**Available data**
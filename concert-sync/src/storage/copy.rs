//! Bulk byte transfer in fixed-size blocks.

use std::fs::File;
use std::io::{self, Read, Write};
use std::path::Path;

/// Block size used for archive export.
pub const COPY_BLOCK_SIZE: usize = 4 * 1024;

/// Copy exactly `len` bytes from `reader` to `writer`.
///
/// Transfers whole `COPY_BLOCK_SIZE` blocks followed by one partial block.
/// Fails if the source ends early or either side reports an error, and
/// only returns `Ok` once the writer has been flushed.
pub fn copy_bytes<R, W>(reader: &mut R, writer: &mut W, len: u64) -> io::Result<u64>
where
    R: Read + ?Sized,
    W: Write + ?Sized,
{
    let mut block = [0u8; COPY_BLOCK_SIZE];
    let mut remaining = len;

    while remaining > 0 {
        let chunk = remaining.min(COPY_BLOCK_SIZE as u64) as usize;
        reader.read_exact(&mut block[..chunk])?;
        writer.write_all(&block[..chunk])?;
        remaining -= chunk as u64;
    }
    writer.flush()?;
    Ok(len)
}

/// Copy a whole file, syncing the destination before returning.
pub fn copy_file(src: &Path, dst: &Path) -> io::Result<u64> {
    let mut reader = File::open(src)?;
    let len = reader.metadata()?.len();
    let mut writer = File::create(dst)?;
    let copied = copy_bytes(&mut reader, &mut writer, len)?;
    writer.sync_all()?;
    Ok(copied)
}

**Required action**
Retype all of the records above without a single alteration.

**Answer to this exercise**
filename concert-sync/src/storage/copy.rs
//! Bulk byte transfer in fixed-size blocks.

use std::fs::File;
use std::io::{self, Read, Write};
use std::path::Path;

/// Block size used for archive export.
pub const COPY_BLOCK_SIZE: usize = 4 * 1024;

/// Copy exactly `len` bytes from `reader` to `writer`.
///
/// Transfers whole `COPY_BLOCK_SIZE` blocks followed by one partial block.
/// Fails if the source ends early or either side reports an error, and
/// only returns `Ok` once the writer has been flushed.
pub fn copy_bytes<R, W>(reader: &mut R, writer: &mut W, len: u64) -> io::Result<u64>
where
    R: Read + ?Sized,
    W: Write + ?Sized,
{
    let mut block = [0u8; COPY_BLOCK_SIZE];
    let mut remaining = len;

    while remaining > 0 {
        let chunk = remaining.min(COPY_BLOCK_SIZE as u64) as usize;
        reader.read_exact(&mut block[..chunk])?;
        writer.write_all(&block[..chunk])?;
        remaining -= chunk as u64;
    }
    writer.flush()?;
    Ok(len)
}

/// Copy a whole file, syncing the destination before returning.
pub fn copy_file(src: &Path, dst: &Path) -> io::Result<u64> {
    let mut reader = File::open(src)?;
    let len = reader.metadata()?.len();
    let mut writer = File::create(dst)?;
    let copied = copy_bytes(&mut reader, &mut writer, len)?;
    writer.sync_all()?;
    Ok(copied)
}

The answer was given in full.